• Exercise objective:
Could you tally the lines of the entries that carry the string "struct"? Reply with the number and nothing more.

• Data excerpts:
//! Contextual AI REST client.

use async_trait::async_trait;
use tracing::debug;
use uuid::Uuid;

use super::http::{
    bearer_headers, build_file_multipart, decode_response, expect_success, mime_for_filename,
    with_multipart_content_type,
};
use super::AgentService;
use crate::config::MedAssistConfig;
use crate::error::{MedAssistError, Result};
use crate::types::datastore::{CreateDatastoreRequest, CreatedResource, ListDatastoresResponse};
use crate::types::{
    AgentRef, CreateAgentRequest, Datastore, DatastoreRef, DocumentId, DocumentMetadata,
    QueryRequest, QueryResponse, UpdateAgentRequest,
};

/// HTTP client for the Contextual AI agent platform.
#[derive(Debug, Clone)]
pub struct ContextualClient {
    http: reqwest::Client,
    api_key: String,
    base_url: String,
}

impl ContextualClient {
    pub fn new(config: &MedAssistConfig) -> Result<Self> {
        Self::new_with_base_url(config.api_key(), config.base_url())
    }

    pub fn new_with_base_url(
        api_key: impl Into<String>,
        base_url: impl Into<String>,
    ) -> Result<Self> {
        let http = reqwest::Client::builder().pool_max_idle_per_host(4).build()?;
        Ok(Self {
            http,
            api_key: api_key.into(),
            base_url: base_url.into().trim_end_matches('/').to_string(),
        })
    }

    fn url(&self, path: &str) -> String {
        format!("{}{}", self.base_url, path)
    }
}

#[async_trait]
impl AgentService for ContextualClient {
    async fn list_datastores(&self) -> Result<Vec<Datastore>> {
        debug!("listing datastores");
        let response = self
            .http
            .get(self.url("/datastores"))
            .headers(bearer_headers(&self.api_key))
            .send()
            .await?;
        let list: ListDatastoresResponse = decode_response(response).await?;
        Ok(list.datastores)
    }

    async fn create_datastore(&self, name: &str) -> Result<DatastoreRef> {
        debug!(name, "creating datastore");
        let response = self
            .http
            .post(self.url("/datastores"))
            .headers(bearer_headers(&self.api_key))
            .json(&CreateDatastoreRequest { name })
            .send()
            .await?;
        let created: CreatedResource<DatastoreRef> = decode_response(response).await?;
        Ok(created.id)
    }

    async fn create_agent(&self, request: &CreateAgentRequest) -> Result<AgentRef> {
        debug!(name = %request.name, "creating agent");
        let response = self
            .http
            .post(self.url("/agents"))
            .headers(bearer_headers(&self.api_key))
            .json(request)
            .send()
            .await?;
        let created: CreatedResource<AgentRef> = decode_response(response).await?;
        Ok(created.id)
    }

    async fn update_agent(&self, agent: &AgentRef, update: &UpdateAgentRequest) -> Result<()> {
        if update.is_empty() {
            return Err(MedAssistError::InvalidArgument(
                "Agent update must change at least one field".to_string(),
            ));
        }
        debug!(agent = %agent, "updating agent");
        let response = self
            .http
            .put(self.url(&format!("/agents/{agent}")))
            .headers(bearer_headers(&self.api_key))
            .json(update)
            .send()
            .await?;
        expect_success(response).await
    }

    async fn ingest_document(
        &self,
        datastore: &DatastoreRef,
        filename: &str,
        bytes: Vec<u8>,
    ) -> Result<DocumentId> {
        if bytes.is_empty() {
            return Err(MedAssistError::InvalidArgument(format!(
                "Refusing to upload empty file: {filename}"
            )));
        }
        debug!(datastore = %datastore, filename, size = bytes.len(), "ingesting document");

        let boundary = format!("medassist-{}", Uuid::new_v4().simple());
        let body = build_file_multipart(&boundary, filename, mime_for_filename(filename), &bytes);
        let headers = with_multipart_content_type(bearer_headers(&self.api_key), &boundary)?;

        let response = self
            .http
            .post(self.url(&format!("/datastores/{datastore}/documents")))
            .headers(headers)
            .body(body)
            .send()
            .await?;
        let created: CreatedResource<DocumentId> = decode_response(response).await?;
        Ok(created.id)
    }

    async fn document_metadata(
        &self,
        datastore: &DatastoreRef,
        document: &DocumentId,
    ) -> Result<DocumentMetadata> {
        let response = self
            .http
            .get(self.url(&format!(
                "/datastores/{datastore}/documents/{document}/metadata"
            )))
            .headers(bearer_headers(&self.api_key))
            .send()
            .await?;
        decode_response(response).await
    }

    async fn query_agent(&self, agent: &AgentRef, request: &QueryRequest) -> Result<QueryResponse> {
        debug!(
            agent = %agent,
            conversation = request.conversation_id.as_ref().map(|c| c.as_str()),
            "querying agent"
        );
        let response = self
            .http
            .post(self.url(&format!("/agents/{agent}/query")))
            .headers(bearer_headers(&self.api_key))
            .json(request)
            .send()
            .await?;
        decode_response(response).await
    }
}
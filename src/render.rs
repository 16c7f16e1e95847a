//! Plain-text rendering of agent answers and section banners.

use std::fmt::Write;

use crate::error::MedAssistError;
use crate::types::{QueryResponse, RetrievalContent};

pub const WIDE_RULE: usize = 60;
pub const NARROW_RULE: usize = 40;

/// How much of an answer and its sources to show.
#[derive(Debug, Clone, Copy, PartialEq, Eq)]
pub struct RenderOptions {
    /// Maximum characters of the answer; `None` shows it in full.
    pub max_content_chars: Option<usize>,
    pub max_sources: usize,
    pub preview_chars: usize,
}

impl RenderOptions {
    /// Interactive chat and scripted demo.
    pub const FULL: Self = Self {
        max_content_chars: None,
        max_sources: 5,
        preview_chars: 100,
    };

    /// Post-provisioning smoke test.
    pub const SMOKE_TEST: Self = Self {
        max_content_chars: Some(600),
        max_sources: 3,
        preview_chars: 80,
    };
}

/// Cut `text` to at most `max_chars` characters on a char boundary.
pub fn truncate_chars(text: &str, max_chars: usize) -> &str {
    match text.char_indices().nth(max_chars) {
        Some((end, _)) => &text[..end],
        None => text,
    }
}

pub fn rule(ch: char, width: usize) -> String {
    std::iter::repeat(ch).take(width).collect()
}

/// Title framed by `=` rules.
pub fn banner(title: &str) -> String {
    let line = rule('=', WIDE_RULE);
    format!("{line}\n{title}\n{line}")
}

fn source_parts(source: &RetrievalContent, preview_chars: usize) -> (String, String, String) {
    let doc = source
        .doc_name
        .as_deref()
        .filter(|d| !d.is_empty())
        .unwrap_or("Unknown")
        .to_string();
    let page = source
        .page
        .filter(|p| *p != 0)
        .map(|p| p.to_string())
        .unwrap_or_else(|| "N/A".to_string());
    let preview = source
        .content_text
        .as_deref()
        .filter(|t| !t.is_empty())
        .map(|t| truncate_chars(t, preview_chars).to_string())
        .unwrap_or_else(|| "(no content)".to_string());
    (doc, page, preview)
}

/// Full answer block with a numbered source list.
pub fn format_response(response: &QueryResponse, options: RenderOptions) -> String {
    let mut out = String::new();
    let wide = rule('─', WIDE_RULE);
    let content = match options.max_content_chars {
        Some(max) => truncate_chars(response.content(), max),
        None => response.content(),
    };

    let _ = writeln!(out, "\n{wide}\nMedAssist Response:\n{wide}\n{content}");

    let sources = &response.retrieval_contents;
    if !sources.is_empty() && options.max_sources > 0 {
        let narrow = rule('─', NARROW_RULE);
        let _ = writeln!(
            out,
            "\n{narrow}\nSources ({} retrieved):\n{narrow}",
            sources.len()
        );
        for (i, source) in sources.iter().take(options.max_sources).enumerate() {
            let (doc, page, preview) = source_parts(source, options.preview_chars);
            let _ = writeln!(out, "  {}. {doc} (p.{page})\n     {preview}...", i + 1);
        }
    }

    out
}

/// Compact one-line-per-source rendering used by the smoke test.
pub fn format_compact(response: &QueryResponse, options: RenderOptions) -> String {
    let mut out = String::new();
    let content = match options.max_content_chars {
        Some(max) => truncate_chars(response.content(), max),
        None => response.content(),
    };
    let _ = writeln!(out, "\nMedAssist Response:\n{content}");

    if !response.retrieval_contents.is_empty() {
        out.push_str("\nSources:\n");
        for source in response.retrieval_contents.iter().take(options.max_sources) {
            let (doc, page, preview) = source_parts(source, options.preview_chars);
            let _ = writeln!(out, "  - {doc} (p.{page}): {preview}...");
        }
    }

    out
}

/// Error text with its category and a recovery hint.
pub fn describe_error(error: &MedAssistError) -> String {
    format!(
        "{error} [{}] ({})",
        error.category(),
        error.recovery_suggestion().hint()
    )
}

#[cfg(test)]
mod tests {
    use super::*;
    use crate::types::{ConversationHandle, Message, Role};

    fn response(content: &str, sources: Vec<RetrievalContent>) -> QueryResponse {
        QueryResponse {
            conversation_id: ConversationHandle::new("conv-1"),
            message: Message {
                role: Role::Assistant,
                content: content.to_string(),
            },
            message_id: None,
            retrieval_contents: sources,
        }
    }

    #[test]
    fn truncation_respects_multibyte_characters() {
        assert_eq!(truncate_chars("héllo wörld", 4), "héll");
        assert_eq!(truncate_chars("short", 100), "short");
        assert_eq!(truncate_chars("", 3), "");
    }

    #[test]
    fn missing_source_fields_use_placeholders() {
        let out = format_response(
            &response("Answer", vec![RetrievalContent::default()]),
            RenderOptions::FULL,
        );
        assert!(out.contains("Sources (1 retrieved):"));
        assert!(out.contains("1. Unknown (p.N/A)"));
        assert!(out.contains("(no content)..."));
    }

    #[test]
    fn page_zero_renders_as_unavailable() {
        let source = RetrievalContent {
            doc_name: Some("guide.pdf".into()),
            page: Some(0),
            content_text: Some("text".into()),
            ..Default::default()
        };
        let out = format_compact(&response("Answer", vec![source]), RenderOptions::FULL);
        assert!(out.contains("- guide.pdf (p.N/A): text..."), "unexpected output: {out}");
    }

    #[test]
    fn source_list_is_capped() {
        let sources = (1..=7)
            .map(|i| RetrievalContent {
                doc_name: Some(format!("doc{i}.pdf")),
                page: Some(i),
                content_text: Some("x".repeat(200)),
                ..Default::default()
            })
            .collect();
        let out = format_response(&response("Answer", sources), RenderOptions::FULL);
        assert!(out.contains("Sources (7 retrieved):"));
        assert!(out.contains("5. doc5.pdf (p.5)"));
        assert!(!out.contains("doc6.pdf"));
        assert!(out.contains(&format!("     {}...", "x".repeat(100))));
    }

    #[test]
    fn error_description_includes_category_and_hint() {
        let text = describe_error(&MedAssistError::api(503, "maintenance"));
        assert!(text.starts_with("API error (status 503): maintenance [server]"));
        assert!(text.contains("try again"));
    }

    #[test]
    fn compact_rendering_truncates_answer() {
        let long = "a".repeat(700);
        let out = format_compact(&response(&long, vec![]), RenderOptions::SMOKE_TEST);
        assert!(out.contains(&"a".repeat(600)));
        assert!(!out.contains(&"a".repeat(601)));
        assert!(!out.contains("Sources:"));
    }
}
//! Opaque identifiers handed out by the remote service.

use std::fmt;

use serde::{Deserialize, Serialize};

macro_rules! opaque_id {
    ($(#[$meta:meta])* $name:ident) => {
        $(#[$meta])*
        #[derive(Debug, Clone, PartialEq, Eq, Hash, Serialize, Deserialize)]
        #[serde(transparent)]
        pub struct $name(String);

        impl $name {
            pub fn new(id: impl Into<String>) -> Self {
                Self(id.into())
            }

            pub fn as_str(&self) -> &str {
                &self.0
            }
        }

        impl fmt::Display for $name {
            fn fmt(&self, f: &mut fmt::Formatter<'_>) -> fmt::Result {
                f.write_str(&self.0)
            }
        }

        impl From<&str> for $name {
            fn from(id: &str) -> Self {
                Self::new(id)
            }
        }

        impl From<String> for $name {
            fn from(id: String) -> Self {
                Self(id)
            }
        }
    };
}

opaque_id!(
    /// Remote document collection.
    DatastoreRef
);
opaque_id!(
    /// Remote agent configuration.
    AgentRef
);
opaque_id!(
    /// Document inside a datastore.
    DocumentId
);
opaque_id!(
    /// Token correlating queries into one multi-turn conversation.
    ConversationHandle
);
//! Multi-turn conversation threading.

use tracing::{debug, info};

use crate::client::AgentService;
use crate::error::{MedAssistError, Result};
use crate::types::{AgentRef, ConversationHandle, QueryRequest, QueryResponse};

/// Threads the service's conversation handle through sequential queries.
///
/// The first `send` (and the first after `reset`) carries no handle. Every
/// successful response replaces the handle; a failed call leaves it as is.
pub struct ConversationThread<'a> {
    service: &'a dyn AgentService,
    agent: AgentRef,
    current: Option<ConversationHandle>,
}

impl<'a> ConversationThread<'a> {
    pub fn new(service: &'a dyn AgentService, agent: AgentRef) -> Self {
        Self {
            service,
            agent,
            current: None,
        }
    }

    /// Handle that the next `send` will carry.
    pub fn handle(&self) -> Option<&ConversationHandle> {
        self.current.as_ref()
    }

    /// Send one user turn.
    pub async fn send(&mut self, text: &str) -> Result<QueryResponse> {
        let text = text.trim();
        if text.is_empty() {
            return Err(MedAssistError::InvalidArgument(
                "Query text cannot be empty".to_string(),
            ));
        }

        let request = QueryRequest::user(text, self.current.clone());
        let response = self.service.query_agent(&self.agent, &request).await?;

        if self.current.as_ref() != Some(&response.conversation_id) {
            debug!(conversation = %response.conversation_id, "conversation handle updated");
        }
        self.current = Some(response.conversation_id.clone());
        Ok(response)
    }

    /// Forget the handle; the next `send` starts a new remote conversation.
    pub fn reset(&mut self) {
        if let Some(previous) = self.current.take() {
            info!(conversation = %previous, "conversation reset");
        }
    }
}
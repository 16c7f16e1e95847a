//! Shared HTTP helpers: auth headers, multipart bodies, status mapping.

use reqwest::header::{HeaderMap, HeaderValue, ACCEPT, AUTHORIZATION, CONTENT_TYPE};
use serde::de::DeserializeOwned;

use crate::error::{MedAssistError, Result};

/// Build default headers for the Bearer-token API.
pub fn bearer_headers(api_key: &str) -> HeaderMap {
    let mut headers = HeaderMap::new();
    headers.insert(ACCEPT, HeaderValue::from_static("application/json"));
    if let Ok(val) = HeaderValue::from_str(&format!("Bearer {api_key}")) {
        headers.insert(AUTHORIZATION, val);
    }
    headers
}

/// Add a `multipart/form-data` content type for the given boundary.
pub fn with_multipart_content_type(mut headers: HeaderMap, boundary: &str) -> Result<HeaderMap> {
    let value = HeaderValue::from_str(&format!("multipart/form-data; boundary={boundary}"))
        .map_err(|e| {
            MedAssistError::InvalidArgument(format!("Failed to build multipart content-type: {e}"))
        })?;
    headers.insert(CONTENT_TYPE, value);
    Ok(headers)
}

/// Build a single-file multipart body under the form field `file`.
pub fn build_file_multipart(
    boundary: &str,
    filename: &str,
    mime_type: &str,
    bytes: &[u8],
) -> Vec<u8> {
    let mut body = Vec::with_capacity(bytes.len() + 256);
    body.extend_from_slice(format!("--{boundary}\r\n").as_bytes());
    body.extend_from_slice(
        format!(
            "Content-Disposition: form-data; name=\"file\"; filename=\"{}\"\r\n",
            escape_quoted(filename)
        )
        .as_bytes(),
    );
    body.extend_from_slice(format!("Content-Type: {mime_type}\r\n\r\n").as_bytes());
    body.extend_from_slice(bytes);
    body.extend_from_slice(b"\r\n");
    body.extend_from_slice(format!("--{boundary}--\r\n").as_bytes());
    body
}

fn escape_quoted(value: &str) -> String {
    value.replace('\\', "\\\\").replace('"', "\\\"")
}

/// Guess a MIME type from the file extension.
pub fn mime_for_filename(filename: &str) -> &'static str {
    let ext = filename
        .rsplit_once('.')
        .map(|(_, ext)| ext.to_ascii_lowercase())
        .unwrap_or_default();
    match ext.as_str() {
        "pdf" => "application/pdf",
        "html" | "htm" => "text/html",
        "txt" => "text/plain",
        "md" => "text/markdown",
        "doc" => "application/msword",
        "docx" => "application/vnd.openxmlformats-officedocument.wordprocessingml.document",
        _ => "application/octet-stream",
    }
}

/// Map a non-success HTTP status to a classified error.
pub fn status_to_error(status: u16, body: &str) -> MedAssistError {
    let message = extract_error_message(body).unwrap_or_else(|| body.to_string());
    match status {
        401 | 403 => MedAssistError::Authentication(message),
        404 => MedAssistError::NotFound(message),
        _ => MedAssistError::api(status, message),
    }
}

fn extract_error_message(body: &str) -> Option<String> {
    let value = serde_json::from_str::<serde_json::Value>(body).ok()?;
    let message = value
        .get("message")
        .or_else(|| value.get("detail"))
        .or_else(|| value.get("error").and_then(|e| e.get("message")))?;
    match message {
        serde_json::Value::String(s) => Some(s.clone()),
        other => Some(other.to_string()),
    }
}

/// Check the status and decode a JSON body.
pub async fn decode_response<T: DeserializeOwned>(response: reqwest::Response) -> Result<T> {
    let status = response.status();
    let body = response.text().await?;

    if !status.is_success() {
        return Err(status_to_error(status.as_u16(), &body));
    }

    Ok(serde_json::from_str(&body)?)
}

/// Check the status and discard the body.
pub async fn expect_success(response: reqwest::Response) -> Result<()> {
    let status = response.status();
    if status.is_success() {
        return Ok(());
    }
    let body = response.text().await.unwrap_or_default();
    Err(status_to_error(status.as_u16(), &body))
}

#[cfg(test)]
mod tests {
    use super::*;
    use crate::error::ErrorCategory;

    #[test]
    fn status_mapping_extracts_json_message() {
        let err = status_to_error(422, r#"{"message": "datastore_ids must not be empty"}"#);
        match err {
            MedAssistError::Api { status, message } => {
                assert_eq!(status, 422);
                assert_eq!(message, "datastore_ids must not be empty");
            }
            other => panic!("expected Api, got {other:?}"),
        }
    }

    #[test]
    fn status_mapping_classifies_auth_and_missing() {
        assert!(matches!(
            status_to_error(401, "nope"),
            MedAssistError::Authentication(m) if m == "nope"
        ));
        assert!(matches!(
            status_to_error(404, r#"{"detail": "Agent not found"}"#),
            MedAssistError::NotFound(m) if m == "Agent not found"
        ));
    }

    #[test]
    fn gateway_timeouts_keep_the_server_message() {
        let err = status_to_error(504, r#"{"message": "upstream timed out"}"#);
        assert_eq!(err.to_string(), "API error (status 504): upstream timed out");
        assert_eq!(err.category(), ErrorCategory::Timeout);
        assert!(err.is_transient());
    }

    #[test]
    fn multipart_body_wraps_file_bytes() {
        let body = build_file_multipart("b0undary", "guide \"v2\".pdf", "application/pdf", b"%PDF");
        let text = String::from_utf8(body).unwrap();
        assert!(text.starts_with("--b0undary\r\n"));
        assert!(text.contains("filename=\"guide \\\"v2\\\".pdf\""));
        assert!(text.contains("Content-Type: application/pdf\r\n\r\n%PDF\r\n"));
        assert!(text.ends_with("--b0undary--\r\n"));
    }

    #[test]
    fn mime_guess_is_extension_based() {
        assert_eq!(mime_for_filename("A.PDF"), "application/pdf");
        assert_eq!(mime_for_filename("notes"), "application/octet-stream");
    }
}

• Task answer:
4